# My review of.... WATER (detailing spray)



## ScoobyTT (Aug 24, 2009)

After being largely uninpsired by the Sonus Carnauba Spritz after a few months' use (my review: viewtopic.php?f=31&t=173862), I decided to try just water. :mrgreen:

I remembered with my Zymol products the documentation somewhere said that you could mist water over wax to help with buffing up to a great shine. It did say spring water, but the tap's closer, cheaper, and dispenses soft water so one empty Sonus spray gun and a trip to the tap later I had my new detailing spray ready to go. 

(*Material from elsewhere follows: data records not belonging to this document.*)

//! Bounded, append-only replay buffer of sequenced events.
//!
//! One ring per session (keyed by `seq`) and one per owner (keyed by
//! `stream_seq`). Eviction is strict FIFO and the capacity never grows.
//! Contents are process-local: a restart starts every ring empty at 0.

use std::collections::VecDeque;

use tether_protocol::SequencedEvent;
use tracing::warn;

pub struct SequenceRing<T> {
    entries: VecDeque<T>,
    capacity: usize,
    current_seq: u64,
    key: fn(&T) -> u64,
}

impl SequenceRing<SequencedEvent> {
    /// Ring keyed by the per-session `seq`.
    pub fn for_session(capacity: usize) -> Self {
        Self::new(capacity, |event| event.seq.unwrap_or_default())
    }

    /// Ring keyed by the owner-wide `stream_seq`.
    pub fn for_owner(capacity: usize) -> Self {
        Self::new(capacity, |event| event.stream_seq.unwrap_or_default())
    }
}

impl<T: Clone> SequenceRing<T> {
    pub fn new(capacity: usize, key: fn(&T) -> u64) -> Self {
        let capacity = capacity.max(1);
        Self {
            entries: VecDeque::with_capacity(capacity),
            capacity,
            current_seq: 0,
            key,
        }
    }

    /// Append the next event, evicting the oldest when full.
    ///
    /// Returns false (and stores nothing) if the event does not advance the
    /// sequence; producers assign strictly increasing numbers.
    pub fn append(&mut self, item: T) -> bool {
        let seq = (self.key)(&item);
        if seq <= self.current_seq {
            warn!(
                component = "sequence_ring",
                event = "ring.append.out_of_order",
                seq,
                current_seq = self.current_seq,
                "Rejected non-increasing sequence number"
            );
            return false;
        }
        if self.entries.len() == self.capacity {
            self.entries.pop_front();
        }
        self.entries.push_back(item);
        self.current_seq = seq;
        true
    }

    /// True iff every event after `since_seq` is still retained.
    pub fn can_serve(&self, since_seq: u64) -> bool {
        since_seq <= self.current_seq && since_seq.saturating_add(1) >= self.oldest_retained()
    }

    /// All retained events with sequence greater than `since_seq`, ascending.
    pub fn replay(&self, since_seq: u64) -> Vec<T> {
        let start = self.entries.partition_point(|item| (self.key)(item) <= since_seq);
        self.entries.range(start..).cloned().collect()
    }

    /// Oldest retained sequence, or `current_seq + 1` when empty.
    pub fn oldest_retained(&self) -> u64 {
        self.entries
            .front()
            .map(|item| (self.key)(item))
            .unwrap_or(self.current_seq + 1)
    }

    /// Highest sequence ever appended (0 before the first append).
    pub fn current_seq(&self) -> u64 {
        self.current_seq
    }

    pub fn len(&self) -> usize {
        self.entries.len()
    }

    pub fn is_empty(&self) -> bool {
        self.entries.is_empty()
    }
}

#[cfg(test)]
mod tests {
    use super::*;
    use serde_json::Value;
    use tether_protocol::AgentEvent;

    fn event(seq: u64) -> SequencedEvent {
        SequencedEvent::sequenced(
            "s1",
            seq,
            seq + 100,
            AgentEvent::durable("message_end", Value::Null),
        )
    }

    fn seqs(events: &[SequencedEvent]) -> Vec<u64> {
        events.iter().filter_map(|e| e.seq).collect()
    }

    #[test]
    fn capacity_three_after_four_appends() {
        let mut ring = SequenceRing::for_session(3);
        for seq in 1..=4 {
            assert!(ring.append(event(seq)));
        }
        assert!(!ring.can_serve(0));
        assert!(ring.can_serve(1));
        assert!(ring.can_serve(2));
        assert_eq!(seqs(&ring.replay(2)), vec![3, 4]);
        assert_eq!(ring.oldest_retained(), 2);
    }

    #[test]
    fn empty_ring_serves_only_current() {
        let ring = SequenceRing::for_session(10);
        assert!(ring.can_serve(0));
        assert!(ring.replay(0).is_empty());
        assert!(!ring.can_serve(1));
    }

    #[test]
    fn consumer_ahead_of_ring_is_not_servable() {
        let mut ring = SequenceRing::for_session(10);
        ring.append(event(1));
        ring.append(event(2));
        assert!(!ring.can_serve(3));
        assert!(ring.can_serve(2));
        assert!(ring.replay(2).is_empty());
    }

    #[test]
    fn replay_never_exceeds_capacity_and_stays_ordered() {
        let mut ring = SequenceRing::for_session(5);
        for seq in 1..=50 {
            ring.append(event(seq));
            let retained = ring.replay(0);
            assert!(retained.len() <= 5);
            let got = seqs(&retained);
            let mut sorted = got.clone();
            sorted.sort_unstable();
            assert_eq!(got, sorted);
            for since in 0..=seq {
                let expected: Vec<u64> = (since + 1..=seq).filter(|s| *s + 5 > seq).collect();
                assert_eq!(seqs(&ring.replay(since)), expected, "since={since} at seq={seq}");
            }
        }
    }

    #[test]
    fn can_serve_boundary_holds_right_after_eviction() {
        let mut ring = SequenceRing::for_session(2);
        ring.append(event(1));
        ring.append(event(2));
        assert!(ring.can_serve(0));
        ring.append(event(3));
        assert!(!ring.can_serve(0));
        assert!(ring.can_serve(1));
    }

    #[test]
    fn replay_is_read_only() {
        let mut ring = SequenceRing::for_session(4);
        for seq in 1..=3 {
            ring.append(event(seq));
        }
        let _ = ring.replay(0);
        let _ = ring.replay(1);
        assert_eq!(ring.len(), 3);
        assert_eq!(ring.current_seq(), 3);
    }

    #[test]
    fn rejects_non_increasing_sequence() {
        let mut ring = SequenceRing::for_session(4);
        assert!(ring.append(event(1)));
        assert!(!ring.append(event(1)));
        assert_eq!(ring.len(), 1);
    }

    #[test]
    fn owner_ring_keys_on_stream_seq() {
        let mut ring = SequenceRing::for_owner(2);
        ring.append(event(1));
        ring.append(event(2));
        ring.append(event(3));
        assert_eq!(ring.current_seq(), 103);
        assert!(ring.can_serve(101));
        assert!(!ring.can_serve(100));
        assert_eq!(seqs(&ring.replay(102)), vec![3]);
    }
}
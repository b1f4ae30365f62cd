//! Shared router state

use std::sync::Arc;

use tether_stream_core::StreamConfig;

use crate::owner::OwnerHandle;

#[derive(Clone)]
pub struct AppState {
    pub owner: OwnerHandle,
    pub config: Arc<StreamConfig>,
}

impl AppState {
    pub fn new(owner: OwnerHandle, config: StreamConfig) -> Self {
        Self {
            owner,
            config: Arc::new(config),
        }
    }
}
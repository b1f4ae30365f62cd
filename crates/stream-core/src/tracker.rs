//! Receiver-side ordering check for one session's durable events.

#[derive(Debug, Clone, Copy, PartialEq, Eq)]
pub enum Observation {
    /// Exactly `last_seen + 1`; the tracker has advanced.
    InOrder,
    /// At or below `last_seen`; discard without side effects.
    Duplicate,
    /// Ahead of `last_seen + 1`; events were lost in between.
    Gap { expected: u64, received: u64 },
}

#[derive(Debug, Clone, Default)]
pub struct SequenceTracker {
    last_seen: u64,
}

impl SequenceTracker {
    pub fn new(last_seen: u64) -> Self {
        Self { last_seen }
    }

    pub fn observe(&mut self, seq: u64) -> Observation {
        let expected = self.last_seen + 1;
        if seq <= self.last_seen {
            Observation::Duplicate
        } else if seq == expected {
            self.last_seen = seq;
            Observation::InOrder
        } else {
            Observation::Gap {
                expected,
                received: seq,
            }
        }
    }

    /// Like `observe`, for streams filtered server-side (notification level)
    /// where skipped numbers are expected. Only duplicates are rejected.
    pub fn observe_sparse(&mut self, seq: u64) -> Observation {
        if seq <= self.last_seen {
            return Observation::Duplicate;
        }
        self.last_seen = seq;
        Observation::InOrder
    }

    pub fn last_seen(&self) -> u64 {
        self.last_seen
    }

    /// Jump to a known position (after a snapshot or a detected restart).
    pub fn reset_to(&mut self, seq: u64) {
        self.last_seen = seq;
    }
}
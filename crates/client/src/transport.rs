//! Client side of the connection transport.
//!
//! A thin wrapper over a tokio-tungstenite stream: connect with the bearer
//! token, send protocol messages and pings, yield decoded inbound frames.

use bytes::Bytes;
use futures::{SinkExt, StreamExt};
use tether_protocol::{ClientMessage, ServerMessage};
use tokio::net::TcpStream;
use tokio_tungstenite::tungstenite::client::IntoClientRequest;
use tokio_tungstenite::tungstenite::http::HeaderValue;
use tokio_tungstenite::tungstenite::protocol::Message;
use tokio_tungstenite::{MaybeTlsStream, WebSocketStream};
use tracing::{debug, warn};

use crate::config::ClientConfig;
use crate::error::{ClientError, Result};

type WsStream = WebSocketStream<MaybeTlsStream<TcpStream>>;

/// What the engine sees from the socket.
#[derive(Debug)]
pub enum Inbound {
    Message(ServerMessage),
    Pong,
    /// Peer closed, or the stream ended.
    Closed,
}

pub struct Transport {
    ws: WsStream,
}

impl Transport {
    pub async fn connect(config: &ClientConfig) -> Result<Self> {
        let mut request = config.ws_url().into_client_request()?;
        if let Some(token) = &config.auth_token {
            let value = HeaderValue::from_str(&format!("Bearer {token}"))
                .map_err(|e| ClientError::Config(format!("invalid auth token: {e}")))?;
            request.headers_mut().insert("authorization", value);
        }

        let timeout = config.stream.subscribe_timeout();
        let (ws, _response) = tokio::time::timeout(timeout, tokio_tungstenite::connect_async(request))
            .await
            .map_err(|_| ClientError::ConnectTimeout(timeout))??;
        debug!(
            component = "transport",
            event = "transport.connected",
            url = %config.ws_url(),
            "WebSocket connected"
        );
        Ok(Self { ws })
    }

    pub async fn send(&mut self, message: &ClientMessage) -> Result<()> {
        let json = serde_json::to_string(message)?;
        self.ws.send(Message::Text(json.into())).await?;
        Ok(())
    }

    pub async fn ping(&mut self) -> Result<()> {
        self.ws.send(Message::Ping(Bytes::from_static(b"tether"))).await?;
        Ok(())
    }

    /// Next meaningful inbound frame. Pings are answered here.
    pub async fn recv(&mut self) -> Result<Inbound> {
        loop {
            let Some(frame) = self.ws.next().await else {
                return Ok(Inbound::Closed);
            };
            match frame? {
                Message::Text(text) => match serde_json::from_str::<ServerMessage>(text.as_str()) {
                    Ok(message) => return Ok(Inbound::Message(message)),
                    Err(e) => {
                        warn!(
                            component = "transport",
                            event = "transport.message.parse_failed",
                            error = %e,
                            payload_bytes = text.len(),
                            "Failed to parse server message"
                        );
                    }
                },
                Message::Ping(data) => {
                    self.ws.send(Message::Pong(data)).await?;
                }
                Message::Pong(_) => return Ok(Inbound::Pong),
                Message::Close(_) => return Ok(Inbound::Closed),
                Message::Binary(_) | Message::Frame(_) => {}
            }
        }
    }

    pub async fn close(mut self) {
        let _ = self.ws.close(None).await;
    }
}
//! Agent host seam
//!
//! Accepted turns leave the owner as `AgentRequest`s. Whatever executes them
//! reports back through the `OwnerHandle`: events via `publish`, progress via
//! `advance_turn`. `EchoAgent` is the loopback host used by the binary in
//! development and by the tests.

use std::time::Duration;

use serde_json::json;
use tether_protocol::{AgentEvent, TurnCommand, TurnKind, TurnStage};
use tokio::sync::mpsc;
use tracing::debug;

use crate::owner::OwnerHandle;

#[derive(Debug, Clone, PartialEq, Eq)]
pub struct AgentRequest {
    pub session_id: String,
    pub client_turn_id: String,
    pub kind: TurnKind,
    pub message: String,
}

impl From<TurnCommand> for AgentRequest {
    fn from(turn: TurnCommand) -> Self {
        Self {
            session_id: turn.session_id,
            client_turn_id: turn.client_turn_id,
            kind: turn.kind,
            message: turn.message,
        }
    }
}

/// Echoes each turn back as a short streamed reply.
pub struct EchoAgent {
    owner: OwnerHandle,
    step_delay: Duration,
}

impl EchoAgent {
    pub fn new(owner: OwnerHandle, step_delay: Duration) -> Self {
        Self { owner, step_delay }
    }

    pub fn spawn(self, requests: mpsc::UnboundedReceiver<AgentRequest>) {
        tokio::spawn(self.run(requests));
    }

    async fn run(self, mut requests: mpsc::UnboundedReceiver<AgentRequest>) {
        while let Some(request) = requests.recv().await {
            self.handle(request).await;
        }
    }

    async fn handle(&self, request: AgentRequest) {
        let AgentRequest {
            session_id,
            client_turn_id,
            kind,
            message,
        } = request;
        debug!(
            component = "echo_agent",
            event = "agent.turn.started",
            session_id = %session_id,
            client_turn_id = %client_turn_id,
            "Echo agent handling turn"
        );

        self.owner
            .advance_turn(&session_id, &client_turn_id, TurnStage::Dispatched)
            .await;
        self.owner
            .publish(
                &session_id,
                AgentEvent::durable(
                    "agent_start",
                    json!({ "client_turn_id": client_turn_id, "kind": kind.as_str() }),
                ),
            )
            .await;

        for word in message.split_whitespace() {
            if !self.step_delay.is_zero() {
                tokio::time::sleep(self.step_delay).await;
            }
            self.owner
                .publish(
                    &session_id,
                    AgentEvent::ephemeral("text_delta", json!({ "delta": format!("{word} ") })),
                )
                .await;
        }

        self.owner
            .publish(
                &session_id,
                AgentEvent::durable(
                    "message_end",
                    json!({
                        "client_turn_id": client_turn_id,
                        "role": "assistant",
                        "text": message,
                    }),
                ),
            )
            .await;
        self.owner
            .publish(
                &session_id,
                AgentEvent::durable("agent_end", json!({ "client_turn_id": client_turn_id })),
            )
            .await;
        self.owner
            .advance_turn(&session_id, &client_turn_id, TurnStage::Completed)
            .await;
    }
}
//! Optional bearer-token middleware.
//!
//! When a token is configured, `/ws` and `/api/*` require
//! `Authorization: Bearer <token>` or `?token=<token>` (WebSocket clients
//! that cannot set headers). `/health` stays open.

use axum::{
    body::Body,
    extract::State,
    http::{header, Request, StatusCode},
    middleware::Next,
    response::Response,
};
use tracing::debug;

pub async fn auth_middleware(
    State(expected_token): State<String>,
    req: Request<Body>,
    next: Next,
) -> Result<Response, StatusCode> {
    let path = req.uri().path();
    if path == "/health" {
        return Ok(next.run(req).await);
    }

    let header_token = req
        .headers()
        .get(header::AUTHORIZATION)
        .and_then(|value| value.to_str().ok())
        .and_then(|value| value.strip_prefix("Bearer "));
    if header_token == Some(expected_token.as_str()) {
        return Ok(next.run(req).await);
    }

    let query_token = req.uri().query().and_then(|query| {
        query
            .split('&')
            .find_map(|pair| pair.strip_prefix("token="))
    });
    if query_token == Some(expected_token.as_str()) {
        return Ok(next.run(req).await);
    }

    debug!(
        component = "auth",
        event = "auth.rejected",
        path = %path,
        "Rejected request without a valid token"
    );
    Err(StatusCode::UNAUTHORIZED)
}
//! Session multiplexer
//!
//! Two lifetimes live here. Session logs (sequence counter, replay ring,
//! reduced state) and the owner-wide ring belong to the owner and survive
//! connection churn. Subscriptions belong to the attached connection and are
//! dropped by `detach_connection`.
//!
//! A log is created by the first publish or turn for its session and
//! released by an explicit unsubscribe. Past `max_session_logs`, the least
//! recently touched idle log is evicted to make room.
//!
//! Single-writer: only the owner actor holds a `SessionMultiplexer`.

use std::collections::HashMap;

use serde::Serialize;
use serde_json::Value;
use tether_protocol::{
    AgentEvent, ClientMessage, ResumeStreamData, SequencedEvent, SessionSnapshot,
    StateProbeData, SubscriptionLevel, TurnCommand, TurnStage,
};
use tether_stream_core::catch_up::{self, CatchUpOutcome};
use tether_stream_core::{
    PayloadFingerprint, SequenceRing, StreamConfig, StreamError, SubmitOutcome, TurnDedupeCache,
};
use tracing::debug;

use crate::snapshot::SnapshotReducer;

struct SessionLog {
    ring: SequenceRing<SequencedEvent>,
    state: Value,
    busy: bool,
    /// Multiplexer tick of the last subscribe, publish or turn.
    touched: u64,
}

impl SessionLog {
    fn new(capacity: usize, state: Value) -> Self {
        Self {
            ring: SequenceRing::for_session(capacity),
            state,
            busy: false,
            touched: 0,
        }
    }
}

#[derive(Debug, Clone, PartialEq)]
pub struct SubscribeOutcome {
    pub current_seq: u64,
    pub catch_up_complete: bool,
    /// Missed events to send after the reply, already filtered by level.
    pub replay: Vec<SequencedEvent>,
    /// Session that lost `full` to this subscribe.
    pub downgraded: Option<String>,
}

#[derive(Debug, Clone, PartialEq)]
pub struct Published {
    pub event: SequencedEvent,
    /// Whether the attached connection should receive the event.
    pub deliver: bool,
}

#[derive(Debug, Clone, PartialEq, Eq, Serialize)]
pub struct SessionStatus {
    pub session_id: String,
    pub level: Option<SubscriptionLevel>,
    pub current_seq: u64,
    pub retained: usize,
    pub busy: bool,
}

pub struct SessionMultiplexer {
    sessions: HashMap<String, SessionLog>,
    owner_ring: SequenceRing<SequencedEvent>,
    subscriptions: HashMap<String, SubscriptionLevel>,
    turns: TurnDedupeCache,
    reducer: Box<dyn SnapshotReducer>,
    session_ring_capacity: usize,
    max_session_logs: usize,
    tick: u64,
}

impl SessionMultiplexer {
    pub fn new(config: &StreamConfig, reducer: Box<dyn SnapshotReducer>) -> Self {
        Self {
            sessions: HashMap::new(),
            owner_ring: SequenceRing::for_owner(config.owner_ring_capacity),
            subscriptions: HashMap::new(),
            turns: TurnDedupeCache::new(config.turn_cache_capacity, config.turn_ttl()),
            reducer,
            session_ring_capacity: config.session_ring_capacity,
            max_session_logs: config.max_session_logs.max(1),
            tick: 0,
        }
    }

    /// Subscribe the attached connection to a session.
    ///
    /// Granting `full` downgrades the previous holder to `notifications`
    /// in the same call, so two `full` sessions are never observable.
    pub fn subscribe(
        &mut self,
        session_id: &str,
        level: SubscriptionLevel,
        since_seq: Option<u64>,
    ) -> SubscribeOutcome {
        let mut downgraded = None;
        if level == SubscriptionLevel::Full {
            for (id, held) in self.subscriptions.iter_mut() {
                if *held == SubscriptionLevel::Full && id != session_id {
                    *held = SubscriptionLevel::Notifications;
                    downgraded = Some(id.clone());
                }
            }
        }
        if let Some(previous) = &downgraded {
            debug!(
                component = "multiplexer",
                event = "multiplexer.full.downgraded",
                session_id = %previous,
                new_holder = %session_id,
                "Downgraded previous full subscriber to notifications"
            );
        }
        self.subscriptions.insert(session_id.to_string(), level);

        self.tick += 1;
        let (current_seq, catch_up_complete, replay) = match self.sessions.get_mut(session_id) {
            // Nothing published yet: only a client with no position is caught up.
            None => (0, since_seq.unwrap_or(0) == 0, Vec::new()),
            Some(log) => {
                log.touched = self.tick;
                let current_seq = log.ring.current_seq();
                let (complete, replay) = match since_seq {
                    // No position: nothing to replay, complete only if there is no history.
                    None => (current_seq == 0, Vec::new()),
                    Some(since) => match catch_up::resolve(&log.ring, since) {
                        CatchUpOutcome::Replay(events) => (
                            true,
                            events
                                .into_iter()
                                .filter(|event| level.admits(&event.name))
                                .collect(),
                        ),
                        CatchUpOutcome::Gap => (false, Vec::new()),
                    },
                };
                (current_seq, complete, replay)
            }
        };

        SubscribeOutcome {
            current_seq,
            catch_up_complete,
            replay,
            downgraded,
        }
    }

    /// Drop the subscription and the session's log with it.
    pub fn unsubscribe(&mut self, session_id: &str) -> Result<(), StreamError> {
        if self.subscriptions.remove(session_id).is_none() {
            return Err(StreamError::UnknownSession(session_id.to_string()));
        }
        if let Some(log) = self.sessions.remove(session_id) {
            debug!(
                component = "multiplexer",
                event = "multiplexer.session.released",
                session_id = %session_id,
                current_seq = log.ring.current_seq(),
                "Released session log"
            );
        }
        Ok(())
    }

    /// Sequence (if durable), record and decide delivery of one agent event.
    pub fn publish(&mut self, session_id: &str, event: AgentEvent) -> Published {
        let deliver = self
            .subscriptions
            .get(session_id)
            .is_some_and(|level| level.admits(&event.name));

        if !event.is_durable() {
            return Published {
                event: SequencedEvent::unsequenced(session_id, event),
                deliver,
            };
        }

        let stream_seq = self.owner_ring.current_seq() + 1;
        self.make_room(session_id);
        let reducer = &self.reducer;
        let log = session_log(
            &mut self.sessions,
            session_id,
            self.session_ring_capacity,
            self.tick,
            || reducer.initial(),
        );

        let seq = log.ring.current_seq() + 1;
        let sequenced = SequencedEvent::sequenced(session_id, seq, stream_seq, event);
        log.ring.append(sequenced.clone());
        reducer.apply(&mut log.state, &sequenced);
        match sequenced.name.as_str() {
            "agent_start" => log.busy = true,
            "agent_end" | "session_ended" | "stop_confirmed" => log.busy = false,
            _ => {}
        }
        self.owner_ring.append(sequenced.clone());

        Published {
            event: sequenced,
            deliver,
        }
    }

    /// Resolve the session an inbound command targets. Commands for sessions
    /// the connection has not subscribed to fail fast.
    pub fn route(&self, command: &ClientMessage) -> Result<String, StreamError> {
        let session_id = command.session_id().unwrap_or_default();
        if self.subscriptions.contains_key(session_id) {
            Ok(session_id.to_string())
        } else {
            Err(StreamError::UnknownSession(session_id.to_string()))
        }
    }

    pub fn submit_turn(&mut self, turn: &TurnCommand) -> SubmitOutcome {
        let fingerprint = PayloadFingerprint::of_turn(turn.kind, &turn.message);
        let outcome = self.turns.submit(&turn.client_turn_id, fingerprint);
        if outcome == SubmitOutcome::Accept {
            self.make_room(&turn.session_id);
            let reducer = &self.reducer;
            session_log(
                &mut self.sessions,
                &turn.session_id,
                self.session_ring_capacity,
                self.tick,
                || reducer.initial(),
            )
            .busy = true;
        }
        outcome
    }

    pub fn advance_turn(&mut self, client_turn_id: &str, stage: TurnStage) -> Option<TurnStage> {
        self.turns.advance(client_turn_id, stage)
    }

    pub fn state_probe(&self, session_id: &str) -> StateProbeData {
        let (current_seq, busy) = self
            .sessions
            .get(session_id)
            .map(|log| (log.ring.current_seq(), log.busy))
            .unwrap_or((0, false));
        StateProbeData {
            session_id: session_id.to_string(),
            current_seq,
            level: self.level(session_id),
            busy,
        }
    }

    /// Owner-wide catch-up of notification events for sessions watched at
    /// `notifications` level.
    pub fn resume_stream(&self, since_stream_seq: u64) -> (ResumeStreamData, Vec<SequencedEvent>) {
        let current_stream_seq = self.owner_ring.current_seq();
        match catch_up::resolve(&self.owner_ring, since_stream_seq) {
            CatchUpOutcome::Replay(events) => {
                let events = events
                    .into_iter()
                    .filter(|event| {
                        event.is_notification()
                            && self.subscriptions.get(&event.session_id)
                                == Some(&SubscriptionLevel::Notifications)
                    })
                    .collect();
                (
                    ResumeStreamData {
                        current_stream_seq,
                        catch_up_complete: true,
                    },
                    events,
                )
            }
            CatchUpOutcome::Gap => (
                ResumeStreamData {
                    current_stream_seq,
                    catch_up_complete: false,
                },
                Vec::new(),
            ),
        }
    }

    /// A subscribed session with nothing published yet snapshots as empty.
    pub fn snapshot(&self, session_id: &str) -> Result<SessionSnapshot, StreamError> {
        let (current_seq, state) = match self.sessions.get(session_id) {
            Some(log) => (log.ring.current_seq(), log.state.clone()),
            None if self.subscriptions.contains_key(session_id) => (0, self.reducer.initial()),
            None => return Err(StreamError::UnknownSession(session_id.to_string())),
        };
        Ok(SessionSnapshot {
            session_id: session_id.to_string(),
            current_seq,
            state,
        })
    }

    /// Forget the attached connection's subscriptions; session logs stay.
    pub fn detach_connection(&mut self) {
        self.subscriptions.clear();
    }

    pub fn level(&self, session_id: &str) -> Option<SubscriptionLevel> {
        self.subscriptions.get(session_id).copied()
    }

    pub fn stream_seq(&self) -> u64 {
        self.owner_ring.current_seq()
    }

    pub fn turn_cache_len(&self) -> usize {
        self.turns.len()
    }

    pub fn sessions_status(&self) -> Vec<SessionStatus> {
        let mut sessions: Vec<SessionStatus> = self
            .sessions
            .iter()
            .map(|(id, log)| SessionStatus {
                session_id: id.clone(),
                level: self.level(id),
                current_seq: log.ring.current_seq(),
                retained: log.ring.len(),
                busy: log.busy,
            })
            .collect();
        sessions.sort_by(|a, b| a.session_id.cmp(&b.session_id));
        sessions
    }

    pub fn session_count(&self) -> usize {
        self.sessions.len()
    }

    /// Advance the tick and, if `session_id` would be a new log past the
    /// limit, evict the least recently touched idle log.
    fn make_room(&mut self, session_id: &str) {
        self.tick += 1;
        if self.sessions.contains_key(session_id) || self.sessions.len() < self.max_session_logs {
            return;
        }
        let idle = self
            .sessions
            .iter()
            .filter(|(id, log)| !log.busy && !self.subscriptions.contains_key(*id))
            .min_by_key(|(_, log)| log.touched)
            .map(|(id, _)| id.clone());
        if let Some(id) = idle {
            self.sessions.remove(&id);
            debug!(
                component = "multiplexer",
                event = "multiplexer.session.evicted",
                session_id = %id,
                "Evicted idle session log"
            );
        }
    }
}

fn session_log<'a>(
    sessions: &'a mut HashMap<String, SessionLog>,
    session_id: &str,
    capacity: usize,
    tick: u64,
    initial: impl FnOnce() -> Value,
) -> &'a mut SessionLog {
    let log = sessions
        .entry(session_id.to_string())
        .or_insert_with(|| SessionLog::new(capacity, initial()));
    log.touched = tick;
    log
}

And it works just as well! It seems to spray better and a little goes a long way with the microfibre cloth giving a nice even shine and removing any small trails left from drying the car off.

The car's going to be dirty again in 24 hours anyway, and I don't buy any anti-static claims of detailing sprays so water seems as good an option as anything. Well, it doesn't work with furniture polish so why would it work on a car?

*Pros:*
* It does the same job.
* It doesn't waft the scent of cat turds around the place. 
* It's nion-free.

*Cons:*
* May not give he very slight benefit offered by different sprays, but for the price and the short-lived effect, who cares?
* Spring water may be a bit better if you live in a hard water area. Who knows?

I have to give 9/10. It does the same job, and is considerably better value for money. :lol: :lol: :lol:


----------



## SAJ77 (Nov 16, 2008)

I used to think that is was water detailers were spraying on their cars when drying NOT detailing spray  so I have been using good old water for ages ! :lol: Happy with the results too.

Saj


----------



## dooka (Apr 28, 2006)

Use battery top up water in your sprayer, will help eliminate any water spotting or streaking..


----------



## Hoggy (May 8, 2002)

Hi, I started to use the Meguairs Detailing spray at w/end on my VXR & wasn't impressed at all. 1st time I had used a Detail spray, so thought I was doing some thing. Only used it on the boot, won't bother with it again. Will carry on drying with a damp microfibre cloth as usual.
Hoggy.


----------



## robokn (Feb 21, 2006)

Dodo Juice do a drying assist spray that seem s to work quite well


----------